At Tuesday’s Village Board of Trustees meeting, Mayor Hal McCabe spoke about NYSERDA’s Community Choice Aggregation (CCA) program, which allows residents to opt into a solar energy agreement. McCabe said the village has been mulling on it for years.
The village has recently taken climate action. The area has become a climate smart community, a state program that helps local governments reduce greenhouse gas emissions, offering free technical assistance, grants, and rebates for electric vehicles. McCabe is inviting residents to participate in a CCA program, which would bring further state funding to the village at $10,000.
In order to lock in the funding, up to 10 village residents would have to sign for the CCA.
“There are pretty good incentives to do so,” McCabe said.
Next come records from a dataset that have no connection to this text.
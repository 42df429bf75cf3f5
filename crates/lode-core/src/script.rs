// Consensus-critical. Changes require spec update + tests.
//! Minimal script encoding for coinbase and standard outputs.
//!
//! Lode does not run a general script interpreter. Scripts are byte vectors
//! with a tiny, fixed vocabulary: number pushes for the coinbase scriptSig,
//! pay-to-key-hash outputs, and the `OP_RETURN`-based encodings used by
//! dwarf-creation transactions and the Hive block proof.

use crate::constants::KEY_ID_LEN;
use crate::types::{CoreError, KeyId};
use borsh::{BorshDeserialize, BorshSerialize};
use core::fmt;

#[cfg(feature = "serde")]
use serde::{Deserialize, Serialize};

/// Script opcodes understood by the protocol.
pub mod opcodes {
    /// Push an empty value (numeric zero / false).
    pub const OP_0: u8 = 0x00;
    /// Alias of [`OP_0`].
    pub const OP_FALSE: u8 = 0x00;
    /// Largest direct push length; larger pushes use [`OP_PUSHDATA1`].
    pub const MAX_DIRECT_PUSH: u8 = 0x4b;
    /// One-byte length prefix follows.
    pub const OP_PUSHDATA1: u8 = 0x4c;
    /// Push numeric one / true.
    pub const OP_TRUE: u8 = 0x51;
    /// Unspendable data carrier.
    pub const OP_RETURN: u8 = 0x6a;
    /// Duplicate top stack item.
    pub const OP_DUP: u8 = 0x76;
    /// Verify top two items are equal.
    pub const OP_EQUALVERIFY: u8 = 0x88;
    /// Hash top item to a key-id.
    pub const OP_HASH160: u8 = 0xa9;
    /// Check a signature.
    pub const OP_CHECKSIG: u8 = 0xac;
    /// Check a signature, then verify.
    pub const OP_CHECKSIGVERIFY: u8 = 0xad;
    /// Marker introducing a Hive proof payload after `OP_RETURN`.
    pub const OP_DWARF: u8 = 0xd2;
}

use opcodes::*;

/// A raw script: opcodes and length-prefixed data pushes.
#[derive(Clone, Default, PartialEq, Eq, Hash, BorshSerialize, BorshDeserialize)]
#[cfg_attr(feature = "serde", derive(Serialize, Deserialize))]
pub struct Script(pub Vec<u8>);

impl fmt::Debug for Script {
    fn fmt(&self, f: &mut fmt::Formatter<'_>) -> fmt::Result {
        write!(f, "Script({})", hex::encode(&self.0))
    }
}

/// One decoded script instruction.
#[derive(Debug, Clone, Copy, PartialEq, Eq)]
pub enum Instruction<'a> {
    /// A bare opcode.
    Op(u8),
    /// A data push.
    Push(&'a [u8]),
}

impl Script {
    /// An empty script.
    pub fn new() -> Self {
        Self(Vec::new())
    }

    /// Wrap raw script bytes.
    pub fn from_bytes(bytes: Vec<u8>) -> Self {
        Self(bytes)
    }

    /// Raw byte view.
    pub fn as_bytes(&self) -> &[u8] {
        &self.0
    }

    /// Script length in bytes.
    pub fn len(&self) -> usize {
        self.0.len()
    }

    /// Returns true for the empty script.
    pub fn is_empty(&self) -> bool {
        self.0.is_empty()
    }

    /// Append a bare opcode.
    pub fn push_opcode(mut self, op: u8) -> Self {
        self.0.push(op);
        self
    }

    /// Append a length-prefixed data push.
    ///
    /// Pushes up to 75 bytes use a direct length byte; longer pushes use
    /// `OP_PUSHDATA1`. Larger payloads are rejected — nothing in the
    /// protocol needs them.
    pub fn push_data(mut self, data: &[u8]) -> Result<Self, CoreError> {
        if data.len() <= MAX_DIRECT_PUSH as usize {
            self.0.push(data.len() as u8);
        } else if data.len() <= u8::MAX as usize {
            self.0.push(OP_PUSHDATA1);
            self.0.push(data.len() as u8);
        } else {
            return Err(CoreError::InvalidScript("push too large"));
        }
        self.0.extend_from_slice(data);
        Ok(self)
    }

    /// Append a minimally-encoded integer push (heights, extra-nonces).
    ///
    /// 0 encodes as `OP_0`, 1..=16 as the small-number opcodes, anything
    /// larger as a little-endian byte push with a sign guard byte when the
    /// top bit is set.
    pub fn push_int(mut self, value: i64) -> Self {
        if value == 0 {
            self.0.push(OP_0);
            return self;
        }
        if (1..=16).contains(&value) {
            self.0.push(0x50 + value as u8);
            return self;
        }

        let negative = value < 0;
        let mut abs = value.unsigned_abs();
        let mut bytes = Vec::new();
        while abs > 0 {
            bytes.push((abs & 0xff) as u8);
            abs >>= 8;
        }
        if bytes.last().map(|b| b & 0x80 != 0).unwrap_or(false) {
            bytes.push(if negative { 0x80 } else { 0x00 });
        } else if negative {
            let last = bytes.len() - 1;
            bytes[last] |= 0x80;
        }
        self.0.push(bytes.len() as u8);
        self.0.extend_from_slice(&bytes);
        self
    }

    /// Concatenate another script onto this one.
    pub fn concat(mut self, other: &Script) -> Self {
        self.0.extend_from_slice(&other.0);
        self
    }

    /// Decode the script into instructions, bounds-checking every push.
    pub fn instructions(&self) -> Result<Vec<Instruction<'_>>, CoreError> {
        let mut out = Vec::new();
        let bytes = &self.0;
        let mut i = 0usize;
        while i < bytes.len() {
            let op = bytes[i];
            i += 1;
            if op >= 1 && op <= MAX_DIRECT_PUSH {
                let len = op as usize;
                let end = i.checked_add(len).ok_or(CoreError::InvalidScript("push overflow"))?;
                if end > bytes.len() {
                    return Err(CoreError::InvalidScript("push past end of script"));
                }
                out.push(Instruction::Push(&bytes[i..end]));
                i = end;
            } else if op == OP_PUSHDATA1 {
                if i >= bytes.len() {
                    return Err(CoreError::InvalidScript("truncated pushdata length"));
                }
                let len = bytes[i] as usize;
                i += 1;
                let end = i.checked_add(len).ok_or(CoreError::InvalidScript("push overflow"))?;
                if end > bytes.len() {
                    return Err(CoreError::InvalidScript("push past end of script"));
                }
                out.push(Instruction::Push(&bytes[i..end]));
                i = end;
            } else {
                out.push(Instruction::Op(op));
            }
        }
        Ok(out)
    }

    /// Standard pay-to-key-hash locking script.
    pub fn p2pkh(key_id: &KeyId) -> Self {
        let mut s = Vec::with_capacity(25);
        s.push(OP_DUP);
        s.push(OP_HASH160);
        s.push(KEY_ID_LEN as u8);
        s.extend_from_slice(key_id.as_bytes());
        s.push(OP_EQUALVERIFY);
        s.push(OP_CHECKSIG);
        Self(s)
    }

    /// Extract the destination key-id from a standard locking script.
    pub fn extract_destination(&self) -> Option<KeyId> {
        let b = &self.0;
        if b.len() == 25
            && b[0] == OP_DUP
            && b[1] == OP_HASH160
            && b[2] == KEY_ID_LEN as u8
            && b[23] == OP_EQUALVERIFY
            && b[24] == OP_CHECKSIG
        {
            let mut id = [0u8; KEY_ID_LEN];
            id.copy_from_slice(&b[3..23]);
            return Some(KeyId(id));
        }
        None
    }

    /// Dwarf-creation output script: pays the creation destination, then
    /// embeds the reward destination behind an `OP_RETURN`.
    pub fn dct(creation_script: &Script, reward: &KeyId) -> Self {
        let mut s = creation_script.0.clone();
        s.push(OP_RETURN);
        s.push(KEY_ID_LEN as u8);
        s.extend_from_slice(reward.as_bytes());
        Self(s)
    }

    /// Parse a dwarf-creation script, returning the embedded reward
    /// destination if the script pays `creation_script`.
    pub fn parse_dct(&self, creation_script: &Script) -> Option<KeyId> {
        let prefix = creation_script.as_bytes();
        let b = &self.0;
        let expected_len = prefix.len() + 2 + KEY_ID_LEN;
        if b.len() != expected_len || !b.starts_with(prefix) {
            return None;
        }
        if b[prefix.len()] != OP_RETURN || b[prefix.len() + 1] != KEY_ID_LEN as u8 {
            return None;
        }
        let mut id = [0u8; KEY_ID_LEN];
        id.copy_from_slice(&b[prefix.len() + 2..]);
        Some(KeyId(id))
    }

    /// Legacy signature-operation count.
    ///
    /// Counts `OP_CHECKSIG`/`OP_CHECKSIGVERIFY`; malformed trailing pushes
    /// terminate the count rather than erroring, matching permissive legacy
    /// counting.
    pub fn sigop_count(&self) -> u64 {
        match self.instructions() {
            Ok(instrs) => instrs
                .iter()
                .filter(|i| matches!(i, Instruction::Op(OP_CHECKSIG) | Instruction::Op(OP_CHECKSIGVERIFY)))
                .count() as u64,
            Err(_) => 0,
        }
    }
}

#[cfg(test)]
mod tests {
    use super::*;

    #[test]
    fn int_push_minimal_encoding() {
        let s = Script::new().push_int(0);
        assert_eq!(s.as_bytes(), &[OP_0]);

        let s = Script::new().push_int(5);
        assert_eq!(s.as_bytes(), &[0x55]);

        let s = Script::new().push_int(17);
        assert_eq!(s.as_bytes(), &[0x01, 0x11]);

        // 128 needs a sign guard byte.
        let s = Script::new().push_int(128);
        assert_eq!(s.as_bytes(), &[0x02, 0x80, 0x00]);

        let s = Script::new().push_int(520_000);
        assert_eq!(s.as_bytes(), &[0x03, 0x40, 0xef, 0x07]);
    }

    #[test]
    fn p2pkh_roundtrip() {
        let key = KeyId([0xab; KEY_ID_LEN]);
        let script = Script::p2pkh(&key);
        assert_eq!(script.len(), 25);
        assert_eq!(script.extract_destination(), Some(key));
        assert_eq!(script.sigop_count(), 1);

        // A data-carrier script has no destination.
        let data = Script::new()
            .push_opcode(OP_RETURN)
            .push_data(b"hello")
            .unwrap();
        assert_eq!(data.extract_destination(), None);
        assert_eq!(data.sigop_count(), 0);
    }

    #[test]
    fn dct_script_roundtrip() {
        let creation = Script::p2pkh(&KeyId([1u8; KEY_ID_LEN]));
        let reward = KeyId([2u8; KEY_ID_LEN]);
        let dct = Script::dct(&creation, &reward);

        assert_eq!(dct.parse_dct(&creation), Some(reward));

        // Wrong creation destination does not parse.
        let other = Script::p2pkh(&KeyId([9u8; KEY_ID_LEN]));
        assert_eq!(dct.parse_dct(&other), None);

        // A plain p2pkh is not a DCT.
        assert_eq!(creation.parse_dct(&creation), None);
    }

    #[test]
    fn truncated_push_rejected() {
        let s = Script::from_bytes(vec![0x05, 0x01, 0x02]);
        assert!(s.instructions().is_err());

        let s = Script::from_bytes(vec![OP_PUSHDATA1]);
        assert!(s.instructions().is_err());
    }

    #[test]
    fn pushdata1_used_for_long_pushes() {
        let data = [0u8; 100];
        let s = Script::new().push_data(&data).unwrap();
        assert_eq!(s.as_bytes()[0], OP_PUSHDATA1);
        assert_eq!(s.as_bytes()[1], 100);
        let instrs = s.instructions().unwrap();
        assert_eq!(instrs, vec![Instruction::Push(&data[..])]);
    }
}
Participating in the program and generating electric power for their homes with solar energy could mean savings of roughly 10 percent to their electric bill, according to Kate Seifert, the business director at Nelnet Renewable Energy. Seifert said the Rensselaer-based company would help the village advertise joining the community solar farm.
Another incentive for residents could come in the form of gift cards. In Albany County, where Nelnet is currently driving a solar energy campaign, the firm is giving out a $250 gift card to residents and businesses for signing up to a CCA program.
“We could split the incentive revenue between the subscribers and potentially split that with the village,” Seifert said.
There are currently only eight NYSERDA grants left for the season, Seifert said. She noted that there were 12 last year.
“They are first come, first serve,” she said. “They are not going to keep reissuing these grants for this part of the program.”
Seifert said the incoming village newsletter should have more information on the program.
“The solar farm is live and producing energy,” she said. “It is not a long wait at all to start experiencing savings on utility bills. It is a pretty seamless process.”
McCabe explained the process of a community solar farm.
“They build these farms and rather than installing panels on your roof, you subscribe to one of those locations and that is where your energy comes from,” he said.
McCabe said the village would likely split the incentives revenue. He mentioned an example where solar farm subscribers would receive a $100 gift card and the village would receive $100 per subscriber, which would go toward other green energy projects like electric vehicle charging stations.
The only residents excluded from the program would be property owners or renters who have solar energy infrastructure installed on their properties. The program would also be available for renters in the village.